- **REQUIREMENT**
Could you count the lines in the data that contain "Failed"? Reply with the number only.

Saved data entries

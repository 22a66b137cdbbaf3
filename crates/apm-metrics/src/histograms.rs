// Copyright 2023-Present Datadog, Inc. https://www.datadoghq.com/
// SPDX-License-Identifier: Apache-2.0

//! Latency distributions ("histograms").
//!
//! One HDR histogram per transaction name, plus the overall series keyed by
//! the empty name. Values are recorded in microseconds between 1µs and one
//! hour. On the wire a histogram travels as the base64 text of its
//! zlib-compressed HdrHistogram V2 encoding.

use crate::constants::{
    DEFAULT_HISTOGRAM_PRECISION, HISTOGRAM_HIGHEST_TRACKABLE, HISTOGRAM_LOWEST_DISCERNIBLE,
    MAX_HISTOGRAM_PRECISION, TAG_TRANSACTION_NAME,
};
use crate::errors::HistogramError;
use crate::tags::SortedTags;
use base64::{engine::general_purpose::STANDARD, Engine as _};
use flate2::{write::ZlibEncoder, Compression, Decompress, FlushDecompress, Status};
use fnv::FnvHasher;
use hashbrown::HashMap;
use hdrhistogram::serialization::{Serializer, V2Serializer};
use hdrhistogram::Histogram;
use std::hash::BuildHasherDefault;
use std::io::Write;
use std::sync::{Mutex, MutexGuard, PoisonError};
use std::time::Duration;
use tracing::error;

/// Cookie of a compressed V2 HdrHistogram payload
const V2_COMPRESSED_COOKIE: u32 = 0x1c84_9304 | 0x10;

/// Tail of a sync flush: an empty stored block's LEN and NLEN
const SYNC_MARKER: [u8; 4] = [0x00, 0x00, 0xff, 0xff];

type HistogramMap = HashMap<String, HistogramEntry, BuildHasherDefault<FnvHasher>>;

/// Distribution of the latencies recorded for one transaction in a cycle
#[derive(Clone, Debug)]
pub struct HistogramEntry {
    pub name: String,
    pub tags: SortedTags,
    hist: Histogram<u64>,
}

impl HistogramEntry {
    fn new(name: &str, precision: u8) -> Result<Self, HistogramError> {
        let hist = Histogram::<u64>::new_with_bounds(
            HISTOGRAM_LOWEST_DISCERNIBLE,
            HISTOGRAM_HIGHEST_TRACKABLE,
            precision,
        )
        .map_err(|e| HistogramError::Creation(format!("{e:?}")))?;
        let tags = if name.is_empty() {
            SortedTags::new()
        } else {
            SortedTags::from_pairs([(TAG_TRANSACTION_NAME, name)])
        };
        Ok(Self {
            name: name.to_string(),
            tags,
            hist,
        })
    }

    fn record_micros(&mut self, value: u64) -> Result<(), HistogramError> {
        self.hist
            .record(value)
            .map_err(|_| HistogramError::Record { value })
    }

    #[must_use]
    pub fn histogram(&self) -> &Histogram<u64> {
        &self.hist
    }

    /// Number of samples recorded
    #[must_use]
    pub fn count(&self) -> u64 {
        self.hist.len()
    }

    /// Wire form of the distribution, see [`encode_compressed`].
    pub fn encode(&self) -> Result<String, HistogramError> {
        encode_compressed(&self.hist)
    }
}

/// Encodes a histogram as base64 text of its compressed V2 form:
/// `cookie(u32 BE) | length(u32 BE) | zlib(V2 payload)`.
pub fn encode_compressed(hist: &Histogram<u64>) -> Result<String, HistogramError> {
    let mut payload = Vec::new();
    V2Serializer::new()
        .serialize(hist, &mut payload)
        .map_err(|e| HistogramError::Serialize(format!("{e:?}")))?;

    let compressed = compress(&payload)?;
    let length = u32::try_from(compressed.len()).map_err(|_| {
        HistogramError::Serialize(format!(
            "compressed payload too large: {} bytes",
            compressed.len()
        ))
    })?;

    let mut framed = Vec::with_capacity(compressed.len() + 8);
    framed.extend_from_slice(&V2_COMPRESSED_COOKIE.to_be_bytes());
    framed.extend_from_slice(&length.to_be_bytes());
    framed.extend_from_slice(&compressed);
    Ok(STANDARD.encode(framed))
}

/// Compresses `payload` into a zlib stream laid out as the collector's
/// reference encoder writes it: one non-final data block, then an empty
/// final stored block (`1 00 <pad> 00 00 ff ff`), then the Adler-32 trailer.
///
/// A sync flush produces the same stream with the stored block marked
/// non-final. The header of that block starts somewhere in the last ten bits
/// before the marker, so each candidate bit is set in turn and the first
/// stream that inflates back to `payload` wins. If none does, the plainly
/// finished stream is returned; it is valid zlib, only framed differently.
fn compress(payload: &[u8]) -> Result<Vec<u8>, HistogramError> {
    let mut encoder = ZlibEncoder::new(Vec::new(), Compression::best());
    encoder.write_all(payload)?;
    encoder.flush()?;
    let synced = encoder.get_ref().len();
    let finished = encoder.finish()?;

    // zlib header, the shortest possible data block and the marker
    if synced < 2 + 2 + SYNC_MARKER.len()
        || finished.len() < synced + 4
        || finished[synced - SYNC_MARKER.len()..synced] != SYNC_MARKER
    {
        return Ok(finished);
    }
    let trailer = &finished[finished.len() - 4..];

    let marker_bit = (synced - SYNC_MARKER.len()) * 8;
    for bit in (marker_bit - 10..=marker_bit - 3).rev() {
        let mut candidate = Vec::with_capacity(synced + 4);
        candidate.extend_from_slice(&finished[..synced]);
        candidate[bit / 8] |= 1 << (bit % 8);
        candidate.extend_from_slice(trailer);
        if inflates_to(&candidate, payload) {
            return Ok(candidate);
        }
    }
    Ok(finished)
}

/// True if `stream` is one complete zlib stream whose content is `payload`.
fn inflates_to(stream: &[u8], payload: &[u8]) -> bool {
    let mut inflater = Decompress::new(true);
    let mut out = Vec::with_capacity(payload.len() + 64);
    matches!(
        inflater.decompress_vec(stream, &mut out, FlushDecompress::Finish),
        Ok(Status::StreamEnd)
    ) && inflater.total_in() == stream.len() as u64
        && out == payload
}

#[derive(Debug)]
pub struct HistogramTable {
    histograms: Mutex<HistogramMap>,
    precision: u8,
}

impl Default for HistogramTable {
    fn default() -> Self {
        Self::new(DEFAULT_HISTOGRAM_PRECISION)
    }
}

impl HistogramTable {
    #[must_use]
    pub fn new(precision: u8) -> Self {
        let precision = if precision > MAX_HISTOGRAM_PRECISION {
            error!(
                "histogram precision must be between 0 and 5: {precision}, using {DEFAULT_HISTOGRAM_PRECISION}"
            );
            DEFAULT_HISTOGRAM_PRECISION
        } else {
            precision
        };
        Self {
            histograms: Mutex::new(HistogramMap::default()),
            precision,
        }
    }

    #[must_use]
    pub fn precision(&self) -> u8 {
        self.precision
    }

    fn lock(&self) -> MutexGuard<'_, HistogramMap> {
        self.histograms
            .lock()
            .unwrap_or_else(PoisonError::into_inner)
    }

    /// Records `duration` into the histogram for `name`, creating it on first
    /// use. The empty name is the overall series.
    ///
    /// A value beyond the trackable range is logged and dropped; it never
    /// reaches the caller and leaves the histogram untouched.
    pub fn record(&self, name: &str, duration: Duration) {
        let micros = u64::try_from(duration.as_micros()).unwrap_or(u64::MAX);
        let mut histograms = self.lock();

        if !histograms.contains_key(name) {
            match HistogramEntry::new(name, self.precision) {
                Ok(entry) => {
                    histograms.insert(name.to_string(), entry);
                }
                Err(e) => {
                    error!("Failed to create histogram: {e}");
                    return;
                }
            }
        }

        if let Some(entry) = histograms.get_mut(name) {
            if let Err(e) = entry.record_micros(micros) {
                error!("Failed to record histogram: {e}");
            }
        }
    }

    /// Takes every histogram recorded so far and leaves the table empty.
    /// The order of the returned entries is unspecified.
    pub fn drain_and_clear(&self) -> Vec<HistogramEntry> {
        let drained = std::mem::take(&mut *self.lock());
        drained.into_values().collect()
    }

    #[must_use]
    pub fn len(&self) -> usize {
        self.lock().len()
    }

    #[must_use]
    pub fn is_empty(&self) -> bool {
        self.len() == 0
    }

    #[cfg(test)]
    pub(crate) fn get(&self, name: &str) -> Option<HistogramEntry> {
        self.lock().get(name).cloned()
    }
}

#[cfg(test)]
pub(crate) mod tests {
    use super::*;
    use base64::{engine::general_purpose::STANDARD, Engine as _};
    use flate2::read::ZlibDecoder;
    use std::io::Read;
    use tracing_test::traced_test;

    /// Decodes wire text back to the uncompressed V2 payload.
    pub(crate) fn inflate(encoded: &str) -> Vec<u8> {
        let framed = STANDARD.decode(encoded).expect("valid base64");
        assert_eq!(&framed[..4], &V2_COMPRESSED_COOKIE.to_be_bytes());
        let length = u32::from_be_bytes(framed[4..8].try_into().expect("length")) as usize;
        assert_eq!(framed.len(), length + 8);
        let mut payload = Vec::new();
        ZlibDecoder::new(&framed[8..])
            .read_to_end(&mut payload)
            .expect("valid zlib stream");
        payload
    }

    fn hex(bytes: &str) -> Vec<u8> {
        (0..bytes.len())
            .step_by(2)
            .map(|i| u8::from_str_radix(&bytes[i..i + 2], 16).expect("hex"))
            .collect()
    }

    fn precision_0() -> HistogramTable {
        HistogramTable::new(0)
    }

    #[test]
    fn test_record_overall_histogram_matches_reference_encoding() {
        let table = precision_0();
        table.record("", Duration::from_nanos(123));
        table.record("", Duration::from_nanos(1554));
        let h = table.get("").expect("overall histogram");
        assert!(h.tags.is_empty());
        assert_eq!(h.count(), 2);
        assert_eq!(
            h.encode().expect("encodable"),
            "HISTFAAAACR42pJpmSzMwMDAxIAKGEHEtclLGOw/QASYmAABAAD//1njBIo="
        );
    }

    #[test]
    fn test_record_named_histogram_matches_reference_encoding() {
        let table = precision_0();
        table.record("hist1", Duration::from_nanos(453_122));
        let h = table.get("hist1").expect("named histogram");
        assert_eq!(h.tags.get("TransactionName"), Some("hist1"));
        assert_eq!(
            h.encode().expect("encodable"),
            "HISTFAAAACR42pJpmSzMwMDAxIAKGEHEtclLGOw/QAQEmQABAAD//1oBBJk="
        );
    }

    #[test]
    fn test_reference_encodings_at_precision_3() {
        for (value, reference) in [
            (
                34_532_123,
                "HISTFAAAACh42pJpmSzMwMDAwgABzFCaEURcm7yEwf4DRGBnAxMTIAAA//9n9AXI",
            ),
            (
                39_023,
                "HISTFAAAACZ42pJpmSzMwMDAzAABMJoRRFybvITB/gNEoDWZCRAAAP//YTIFdA==",
            ),
        ] {
            let table = HistogramTable::new(3);
            table.record("t", Duration::from_micros(value));
            let h = table.get("t").expect("histogram");
            assert_eq!(h.encode().expect("encodable"), reference);
        }
    }

    #[test]
    fn test_golden_encoding_at_default_precision() {
        let table = HistogramTable::default();
        table.record("", Duration::from_micros(123));
        table.record("", Duration::from_micros(1554));
        let h = table.get("").expect("overall histogram");
        let encoded = h.encode().expect("encodable");
        assert_eq!(
            encoded,
            "HISTFAAAACp42pJpmSzMwMDAxgABTFCaEURcm7yEwf4DROArI1M3OxMgAAD//3RLBhg="
        );

        let expected = hex(concat!(
            "1c849313", // cookie
            "00000006", // payload length
            "00000000", // normalizing index offset
            "00000002", // significant figures
            "0000000000000001",
            "00000000d693a400",
            "3ff0000000000000",
            "f501028b0702",
        ));
        assert_eq!(inflate(&encoded), expected);
    }

    #[test]
    fn test_stream_ends_with_final_stored_block() {
        let table = HistogramTable::default();
        table.record("", Duration::from_micros(42));
        let framed = STANDARD
            .decode(table.get("").expect("histogram").encode().expect("encodable"))
            .expect("valid base64");
        // empty stored block LEN/NLEN, then the Adler-32 trailer
        assert_eq!(&framed[framed.len() - 8..framed.len() - 4], &SYNC_MARKER);

        let mut payload = Vec::new();
        V2Serializer::new()
            .serialize(table.get("").expect("histogram").histogram(), &mut payload)
            .expect("serializable");
        assert!(inflates_to(&framed[8..], &payload));
        assert!(!inflates_to(&framed[8..framed.len() - 4], &payload));
    }

    #[traced_test]
    #[test]
    fn test_out_of_range_value_is_logged_and_ignored() {
        let table = HistogramTable::default();
        table.record("hist2", Duration::from_micros(39_023));
        table.record("hist2", Duration::from_nanos(4_531_224_545_454_563));
        assert!(logs_contain("Failed to record histogram: value to large"));

        let h = table.get("hist2").expect("histogram kept");
        assert_eq!(h.count(), 1);
        assert!(h.encode().is_ok());
    }

    #[test]
    fn test_sample_count_excludes_only_out_of_range_values() {
        let table = HistogramTable::default();
        let durations = [
            Duration::from_micros(1),
            Duration::from_secs(3600),
            Duration::from_secs(10 * 3600),
            Duration::from_millis(250),
            Duration::MAX,
            Duration::ZERO,
        ];
        for d in durations {
            table.record("", d);
        }
        assert_eq!(table.get("").expect("histogram").count(), 4);
    }

    #[traced_test]
    #[test]
    fn test_invalid_precision_falls_back_to_default() {
        let table = HistogramTable::new(9);
        assert_eq!(table.precision(), DEFAULT_HISTOGRAM_PRECISION);
        assert!(logs_contain("histogram precision must be between 0 and 5"));
    }

    #[test]
    fn test_drain_and_clear() {
        let table = HistogramTable::default();
        table.record("", Duration::from_micros(5));
        table.record("a", Duration::from_micros(5));
        let drained = table.drain_and_clear();
        assert_eq!(drained.len(), 2);
        assert!(table.drain_and_clear().is_empty());
        assert!(table.is_empty());
    }
}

- **SOLUTION TO THE EXERCISE**
3